*EXERCISE REQUIREMENTS:* If a line in the records below contains the word "open", copy it out.

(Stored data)
▼
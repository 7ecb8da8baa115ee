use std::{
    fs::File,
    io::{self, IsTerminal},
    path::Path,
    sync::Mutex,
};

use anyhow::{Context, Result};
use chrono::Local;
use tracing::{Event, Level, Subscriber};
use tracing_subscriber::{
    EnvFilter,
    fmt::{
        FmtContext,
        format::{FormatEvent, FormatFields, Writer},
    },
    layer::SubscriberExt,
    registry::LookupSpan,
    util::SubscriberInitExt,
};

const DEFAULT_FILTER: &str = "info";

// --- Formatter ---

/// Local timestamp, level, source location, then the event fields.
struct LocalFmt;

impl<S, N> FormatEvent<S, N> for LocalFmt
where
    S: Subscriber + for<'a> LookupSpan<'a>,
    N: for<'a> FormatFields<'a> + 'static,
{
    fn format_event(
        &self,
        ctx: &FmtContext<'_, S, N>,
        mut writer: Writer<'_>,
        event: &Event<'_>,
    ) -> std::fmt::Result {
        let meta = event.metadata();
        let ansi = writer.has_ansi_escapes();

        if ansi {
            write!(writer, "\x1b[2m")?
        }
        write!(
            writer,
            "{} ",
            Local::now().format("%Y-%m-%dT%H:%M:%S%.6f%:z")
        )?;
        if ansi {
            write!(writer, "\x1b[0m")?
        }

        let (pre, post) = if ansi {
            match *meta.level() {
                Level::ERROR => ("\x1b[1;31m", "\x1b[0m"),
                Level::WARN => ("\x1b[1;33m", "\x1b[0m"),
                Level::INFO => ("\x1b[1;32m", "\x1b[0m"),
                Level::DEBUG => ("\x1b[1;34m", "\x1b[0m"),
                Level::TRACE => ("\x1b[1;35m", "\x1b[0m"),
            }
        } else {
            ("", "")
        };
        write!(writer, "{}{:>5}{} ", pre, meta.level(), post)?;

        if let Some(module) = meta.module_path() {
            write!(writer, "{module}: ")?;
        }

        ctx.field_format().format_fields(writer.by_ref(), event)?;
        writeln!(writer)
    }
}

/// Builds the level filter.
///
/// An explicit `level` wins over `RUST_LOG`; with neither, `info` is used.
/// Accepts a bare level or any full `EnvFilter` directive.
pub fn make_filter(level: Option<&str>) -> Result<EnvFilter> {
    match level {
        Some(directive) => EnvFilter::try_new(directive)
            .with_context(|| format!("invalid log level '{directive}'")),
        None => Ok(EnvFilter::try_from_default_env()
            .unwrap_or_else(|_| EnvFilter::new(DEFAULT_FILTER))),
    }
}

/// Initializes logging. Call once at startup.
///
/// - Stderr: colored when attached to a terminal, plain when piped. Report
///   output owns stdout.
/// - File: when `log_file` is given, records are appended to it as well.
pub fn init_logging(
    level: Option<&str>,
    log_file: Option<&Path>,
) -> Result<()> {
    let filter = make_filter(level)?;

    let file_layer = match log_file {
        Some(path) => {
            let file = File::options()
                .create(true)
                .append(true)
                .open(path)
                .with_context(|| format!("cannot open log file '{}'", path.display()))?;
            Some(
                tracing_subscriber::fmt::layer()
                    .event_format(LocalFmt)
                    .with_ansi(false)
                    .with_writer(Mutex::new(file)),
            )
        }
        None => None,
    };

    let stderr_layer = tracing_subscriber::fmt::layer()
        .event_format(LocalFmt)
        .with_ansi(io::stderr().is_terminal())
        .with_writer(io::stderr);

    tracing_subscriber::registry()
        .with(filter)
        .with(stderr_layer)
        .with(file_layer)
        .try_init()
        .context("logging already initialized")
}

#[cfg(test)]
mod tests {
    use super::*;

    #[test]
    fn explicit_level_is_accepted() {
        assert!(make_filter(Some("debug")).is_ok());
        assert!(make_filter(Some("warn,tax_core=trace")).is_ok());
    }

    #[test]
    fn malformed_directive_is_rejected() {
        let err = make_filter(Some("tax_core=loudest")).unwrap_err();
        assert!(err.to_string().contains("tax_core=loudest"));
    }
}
▲
*TASK RESULT:*
                .open(path)
                .with_context(|| format!("cannot open log file '{}'", path.display()))?;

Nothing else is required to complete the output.